As we approach the final weeks of this beach body series they are only a few key areas left to address to make sure you have all your bases covered for when you hit the poolside or coastline.
This week I’m going to focus on a part of the body that for many men is the holy grail of the beach body look – the abdominals or abs.
You may have heard the saying that the “abs are made in the kitchen”, or in other words it’s all about the diet. For the best part this statement is true; a low body fat is a sure-fire way to see those abs coming through. With that said, it’s still very worthwhile dedicating some training time to work this area. Not only will it help to create the look most of us are after, it will also aid in the performance of all the other exercises described in this series.
There are thousands of ab exercises out there so I’ve simply selected three of my favourite based on their effectiveness and the different ways they work the various muscles that make up the abdominal region.
Which abs exercises are the best?
The gym ball jack-knife
To set up for this exercise, get into a press up position with your feet elevated and resting on a gym ball. Start with the legs straight and then pull the knees up to the chest rolling the ball underneath you. Time a full out breath as you do this, keeping the movement slow and controlled while the knees come up. Return the legs back to the start position to complete a repetition. Three sets of ten reps will leave the abs burning.
The Turkish get up to elbow
I am a big fan of the full Turkish get up as it’s a great all-round exercise, plus it can be broken down into many separate and very effective parts. In this version of the exercise you simply take the first part of the movement (also known as the punch and crunch) and use it to work the abs in a more spine friendly and productive way than straight forward crunches.
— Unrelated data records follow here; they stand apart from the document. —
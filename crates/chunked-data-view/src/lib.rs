//! Chunked N-dimensional array view over a keyword-addressed field store
//!
//! A field store holds records (one GRIB2 message each) under MARS-style
//! keys. This crate presents a set of such records as a dense array whose
//! axes are request keywords and whose last dimension is the payload of one
//! record. Consumers read the array chunk by chunk; every chunk access turns
//! into one store query per overlapping part.
//!
//! - **Chunked axes**: one element per chunk, one query per element
//! - **Bulk axes**: fetched whole, laid out densely inside every chunk
//! - **Parts**: several base requests concatenated along one extension axis
//!
//! # Architecture
//!
//! ```text
//! ChunkedDataView::at(chunk_index, out)
//!      │
//!      ├─► Clip the chunk region against every part extent
//!      │
//!      └─► For each overlapping part
//!               │
//!               ├─► update_request: pin chunked axes, open bulk axes
//!               │
//!               ├─► FieldStore::inspect(query)
//!               │
//!               └─► Extractor::write_many
//!                        │
//!                        └─► buffer_index_for_key → slot in `out`
//! ```
//!
//! # Example
//!
//! ```ignore
//! use chunked_data_view::{AxisDefinition, ChunkedDataViewBuilder, GribExtractor};
//!
//! let view = ChunkedDataViewBuilder::new(store)
//!     .add_part(
//!         "class=od,date=20200101/to/20200103,time=0/to/18,param=t",
//!         vec![AxisDefinition::chunked(["date"]), AxisDefinition::chunked(["time"]), AxisDefinition::chunked(["param"])],
//!         Box::new(GribExtractor::new()),
//!     )
//!     .build()?;
//!
//! let mut out = vec![0.0; view.count_chunk_values()];
//! let fill = view.at(&[1, 2, 0], &mut out)?;
//! ```

pub mod axis;
pub mod builder;
pub mod config;
pub mod coords;
pub mod error;
pub mod extractor;
pub mod index_mapper;
pub mod part;
pub mod request_manipulation;
pub mod types;
pub mod view;

// Re-export commonly used types at crate root
pub use axis::{Axis, AxisDefinition, Parameter};
pub use builder::ChunkedDataViewBuilder;
pub use config::{MissingFieldPolicy, PartDefinition, ViewConfig, ViewDefinition};
pub use error::{Result, ViewError};
pub use extractor::{Extractor, ExtractorType, GribExtractor};
pub use index_mapper::{
    axis_index_to_buffer_index, buffer_index_for_key, delinearize, index_in_axis_parameters,
    linearize,
};
pub use part::ViewPart;
pub use request_manipulation::update_request;
pub use types::{ChunkFill, DataLayout};
pub use view::{ChunkedDataView, PartSlice};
You don’t necessarily need to use any extra weight for this exercise (a kettlebell is often used), and if you’re not familiar with Turkish get ups in general I would advise just using bodyweight to start with. The set up for this is quite difficult to describe so I’ve provided a video to help. Aim to complete 3 sets of 6-8 repetitions each side.
The anti-rotation press
If the first two exercises work the abs by creating movement then this exercise works them by resisting movement – specifically the obliques that run down the side of the upper body. You can set this one up using a band anchored at chest height or a resistance cable. Stand side on to the band or cable, holding it close to the body at chest height with both hands.
You should be able to feel some resistance pulling you sideways. Have your feet slightly wider than hip with apart and keep your knees soft. Press the band or cable away from the body until your arms are straight. Make sure your hands move in a straight line out in front of you, resisting the pull of the band or cable. Time a full exhale as your hands move away from the body keeping the ribs down. Bring your hands back towards your chest to complete a rep. Aim to complete three sets of 8 to 10 reps each side.
There are many ways you can include ab exercises into your upper and lower body programs. Some people prefer to do them at the start of a session, while others prefer to wait until the end. You can even pair them with any of the lower body or upper exercises described in this series and use them during the main part of your workout.